Bring together every line in the data that includes "caption".

▽

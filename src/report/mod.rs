//! Report module - assembles the dashboard outputs for a presenter

mod presenter;

pub use presenter::{ConsolePresenter, JsonPresenter, Presenter};

use polars::prelude::DataFrame;
use serde::Serialize;
use thiserror::Error;
use tracing::debug;

use crate::analysis::{
    Aggregator, AggregateError, CityTotal, DailyCumulative, FactorBreakdown, FactorTotals,
    HeadlineTotals, MetricCalculator, MetricError, SexTotals,
};

#[derive(Error, Debug)]
pub enum ReportError {
    #[error(transparent)]
    Aggregate(#[from] AggregateError),
    #[error(transparent)]
    Metric(#[from] MetricError),
}

/// Scalar indicators shown as dashboard cards and narrative lines.
/// `None` means the metric is undefined for this dataset.
#[derive(Debug, Clone, PartialEq, Serialize)]
pub struct Indicators {
    pub active_cases: i64,
    pub total_tests: i64,
    pub growth_rate: Option<f64>,
    pub positive_rate: Option<f64>,
    pub average_age: Option<f64>,
    pub average_hospitalization_days: Option<f64>,
    pub sex: SexTotals,
    pub factors: FactorTotals,
    pub residency: Vec<(String, u32)>,
}

/// The fixed set of outputs handed to a presenter, computed fresh from the
/// loaded record set on every render cycle.
#[derive(Debug, Clone, PartialEq, Serialize)]
pub struct DashboardReport {
    pub totals: HeadlineTotals,
    pub indicators: Indicators,
    pub daily: DailyCumulative,
    pub cities: Vec<CityTotal>,
    pub factor_series: FactorBreakdown,
    pub age_histogram: Vec<(i64, u32)>,
    pub city_histogram: Vec<(String, u32)>,
    pub origin_counts: Vec<(String, u32)>,
}

/// Run the aggregation and metric passes over loaded records.
///
/// Pure with respect to the input frame: two calls over the same records
/// yield identical reports. An empty dataset is a fatal error, never a
/// zero-filled report.
pub fn build_report(records: &DataFrame) -> Result<DashboardReport, ReportError> {
    let daily = Aggregator::daily_cumulative(records)?;
    let totals = MetricCalculator::latest_totals(&daily)?;

    let indicators = Indicators {
        active_cases: totals.active_cases(),
        total_tests: totals.total_tests(),
        growth_rate: MetricCalculator::growth_rate(&daily),
        positive_rate: MetricCalculator::positive_rate(&totals),
        average_age: MetricCalculator::average_age(records)?,
        average_hospitalization_days: MetricCalculator::average_hospitalization_days(records)?,
        sex: MetricCalculator::sex_totals(records)?,
        factors: MetricCalculator::factor_totals(records)?,
        residency: MetricCalculator::residency_counts(records)?,
    };

    debug!(days = daily.len(), "assembled dashboard report");
    Ok(DashboardReport {
        totals,
        indicators,
        daily,
        cities: Aggregator::city_totals(records)?,
        factor_series: Aggregator::factor_breakdown(records)?,
        age_histogram: MetricCalculator::age_histogram(records)?,
        city_histogram: MetricCalculator::city_histogram(records)?,
        origin_counts: MetricCalculator::origin_counts(records)?,
    })
}

#[cfg(test)]
mod tests {
    use super::*;
    use crate::data::parse_records;

    const HEADER: &str = "Date;Ville;Positif;Negatif;Décédé;Guéri;Facteur;Source/Voyage;Age;Homme;Femme;Resident Senegal;Temps Hospitalisation (j)";

    fn frame(rows: &[&str]) -> DataFrame {
        let csv = format!("{HEADER}\n{}\n", rows.join("\n"));
        parse_records(csv.as_bytes()).unwrap()
    }

    fn sample() -> DataFrame {
        frame(&[
            "02.03.20;Dakar;1;10;0;0;Importé;France;54;1;0;Oui;8",
            "03.03.20;Dakar;1;5;0;0;Contact;;33;0;1;Oui;",
            "04.03.20;Touba;2;15;0;1;Importé;Italie;60;1;0;Non;12",
        ])
    }

    #[test]
    fn report_covers_all_outputs() {
        let report = build_report(&sample()).unwrap();
        assert_eq!(report.totals.positive, 4);
        assert_eq!(report.indicators.active_cases, 3);
        assert_eq!(report.daily.len(), 3);
        assert_eq!(report.cities.len(), 2);
        assert_eq!(report.factor_series.dates.len(), 3);
        assert_eq!(report.indicators.factors.imported, 2);
        assert!(!report.age_histogram.is_empty());
        assert!(!report.origin_counts.is_empty());
    }

    #[test]
    fn report_is_deterministic() {
        let records = sample();
        let a = serde_json::to_string(&build_report(&records).unwrap()).unwrap();
        let b = serde_json::to_string(&build_report(&records).unwrap()).unwrap();
        assert_eq!(a, b);
    }

    #[test]
    fn empty_dataset_is_a_fatal_precondition() {
        let records = sample().head(Some(0));
        let err = build_report(&records).unwrap_err();
        assert!(matches!(err, ReportError::Metric(MetricError::EmptySeries)));
    }
}
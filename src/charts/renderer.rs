//! Static Chart Renderer
//! Draws the dashboard charts as PNG files with plotters.

use std::path::PathBuf;

use anyhow::{Context, Result};
use chrono::{Days, NaiveDate};
use plotters::prelude::*;

use crate::analysis::{CityTotal, DailyCumulative, FactorBreakdown};

const CHART_SIZE: (u32, u32) = (900, 500);

const POSITIVE_COLOR: RGBColor = RGBColor(231, 76, 60);
const ACTIVE_COLOR: RGBColor = RGBColor(52, 152, 219);
const IMPORTED_COLOR: RGBColor = RGBColor(52, 152, 219);
const CONTACT_COLOR: RGBColor = RGBColor(243, 156, 18);
const COMMUNITY_COLOR: RGBColor = RGBColor(231, 76, 60);
const BAR_COLOR: RGBColor = RGBColor(52, 152, 219);

/// Renders the dashboard charts into an output directory.
pub struct ChartRenderer {
    out_dir: PathBuf,
}

impl ChartRenderer {
    pub fn new(out_dir: impl Into<PathBuf>) -> Self {
        Self {
            out_dir: out_dir.into(),
        }
    }

    /// Line chart of cumulative positive and active cases over time.
    pub fn case_evolution(&self, series: &DailyCumulative) -> Result<PathBuf> {
        let path = self.target("evolution_cas.png")?;
        let (first, last) = date_span(&series.dates).context("empty cumulative series")?;
        let active = series.active();
        let y_max = pad_max(series.positive.iter().copied().max().unwrap_or(0));

        let root = BitMapBackend::new(&path, CHART_SIZE).into_drawing_area();
        root.fill(&WHITE)?;
        let mut chart = ChartBuilder::on(&root)
            .caption("Evolution du nombre de cas positifs", ("sans-serif", 24))
            .margin(10)
            .x_label_area_size(40)
            .y_label_area_size(60)
            .build_cartesian_2d(first..last, 0i64..y_max)?;
        chart
            .configure_mesh()
            .x_desc("Date")
            .y_desc("Nombre de cas")
            .draw()?;

        chart
            .draw_series(LineSeries::new(
                series.dates.iter().copied().zip(series.positive.iter().copied()),
                &POSITIVE_COLOR,
            ))?
            .label("Positif")
            .legend(|(x, y)| PathElement::new(vec![(x, y), (x + 20, y)], POSITIVE_COLOR));
        chart
            .draw_series(LineSeries::new(
                series.dates.iter().copied().zip(active),
                &ACTIVE_COLOR,
            ))?
            .label("Actifs")
            .legend(|(x, y)| PathElement::new(vec![(x, y), (x + 20, y)], ACTIVE_COLOR));

        chart.configure_series_labels().border_style(BLACK).draw()?;
        root.present()?;
        Ok(path.clone())
    }

    /// Multi-line chart of the cumulative factor breakdown.
    pub fn factor_breakdown(&self, breakdown: &FactorBreakdown) -> Result<PathBuf> {
        let path = self.target("contamination.png")?;
        let (first, last) = date_span(&breakdown.dates).context("empty factor breakdown")?;
        let y_max = pad_max(
            breakdown
                .imported
                .iter()
                .chain(&breakdown.contact)
                .chain(&breakdown.community)
                .copied()
                .max()
                .unwrap_or(0),
        );

        let root = BitMapBackend::new(&path, CHART_SIZE).into_drawing_area();
        root.fill(&WHITE)?;
        let mut chart = ChartBuilder::on(&root)
            .caption("Contamination par facteur", ("sans-serif", 24))
            .margin(10)
            .x_label_area_size(40)
            .y_label_area_size(60)
            .build_cartesian_2d(first..last, 0i64..y_max)?;
        chart
            .configure_mesh()
            .x_desc("Date")
            .y_desc("Nombre de cas")
            .draw()?;

        let lines = [
            ("Importés", &breakdown.imported, IMPORTED_COLOR),
            ("Contact", &breakdown.contact, CONTACT_COLOR),
            ("Communauté", &breakdown.community, COMMUNITY_COLOR),
        ];
        for (name, values, color) in lines {
            chart
                .draw_series(LineSeries::new(
                    breakdown.dates.iter().copied().zip(values.iter().copied()),
                    &color,
                ))?
                .label(name)
                .legend(move |(x, y)| PathElement::new(vec![(x, y), (x + 20, y)], color));
        }

        chart.configure_series_labels().border_style(BLACK).draw()?;
        root.present()?;
        Ok(path.clone())
    }

    /// Bar chart of total positive cases per city.
    pub fn city_totals(&self, cities: &[CityTotal]) -> Result<PathBuf> {
        let path = self.target("cas_par_ville.png")?;
        let labels: Vec<&str> = cities.iter().map(|c| c.city.as_str()).collect();
        let y_max = pad_max(cities.iter().map(|c| c.positive).max().unwrap_or(0));

        let root = BitMapBackend::new(&path, CHART_SIZE).into_drawing_area();
        root.fill(&WHITE)?;
        let mut chart = ChartBuilder::on(&root)
            .caption("Nombre de cas par ville", ("sans-serif", 24))
            .margin(10)
            .x_label_area_size(60)
            .y_label_area_size(60)
            .build_cartesian_2d((0..cities.len()).into_segmented(), 0i64..y_max)?;
        chart
            .configure_mesh()
            .disable_x_mesh()
            .x_labels(cities.len().max(1))
            .x_label_formatter(&|segment| match segment {
                SegmentValue::CenterOf(i) => labels.get(*i).copied().unwrap_or("").to_string(),
                _ => String::new(),
            })
            .x_desc("Ville")
            .y_desc("Cas positifs")
            .draw()?;

        chart.draw_series(cities.iter().enumerate().map(|(i, city)| {
            let mut bar = Rectangle::new(
                [
                    (SegmentValue::Exact(i), 0),
                    (SegmentValue::Exact(i + 1), city.positive),
                ],
                BAR_COLOR.filled(),
            );
            bar.set_margin(0, 0, 4, 4);
            bar
        }))?;

        root.present()?;
        Ok(path.clone())
    }

    /// Bar chart of record counts per patient age.
    pub fn age_histogram(&self, ages: &[(i64, u32)]) -> Result<PathBuf> {
        let path = self.target("age_patients.png")?;
        let x_max = ages.iter().map(|&(age, _)| age).max().unwrap_or(0) + 2;
        let y_max = pad_max(ages.iter().map(|&(_, count)| count as i64).max().unwrap_or(0));

        let root = BitMapBackend::new(&path, CHART_SIZE).into_drawing_area();
        root.fill(&WHITE)?;
        let mut chart = ChartBuilder::on(&root)
            .caption("Age des patients", ("sans-serif", 24))
            .margin(10)
            .x_label_area_size(40)
            .y_label_area_size(60)
            .build_cartesian_2d(0i64..x_max, 0i64..y_max)?;
        chart
            .configure_mesh()
            .x_desc("Age")
            .y_desc("Nombre de cas")
            .draw()?;

        chart.draw_series(ages.iter().map(|&(age, count)| {
            Rectangle::new([(age, 0), (age + 1, count as i64)], BAR_COLOR.filled())
        }))?;

        root.present()?;
        Ok(path.clone())
    }

    fn target(&self, name: &str) -> Result<PathBuf> {
        std::fs::create_dir_all(&self.out_dir)
            .with_context(|| format!("creating chart directory {}", self.out_dir.display()))?;
        Ok(self.out_dir.join(name))
    }
}

fn date_span(dates: &[NaiveDate]) -> Option<(NaiveDate, NaiveDate)> {
    let first = *dates.first()?;
    let last = *dates.last()?;
    if first == last {
        // A one-day span still needs a non-degenerate axis.
        Some((first, last.checked_add_days(Days::new(1))?))
    } else {
        Some((first, last))
    }
}

fn pad_max(max: i64) -> i64 {
    (max + max / 10).max(1) + 1
}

△

» **EXERCISE SOLUTION**
            .caption("Evolution du nombre de cas positifs", ("sans-serif", 24))
            .caption("Contamination par facteur", ("sans-serif", 24))
            .caption("Nombre de cas par ville", ("sans-serif", 24))
            .caption("Age des patients", ("sans-serif", 24))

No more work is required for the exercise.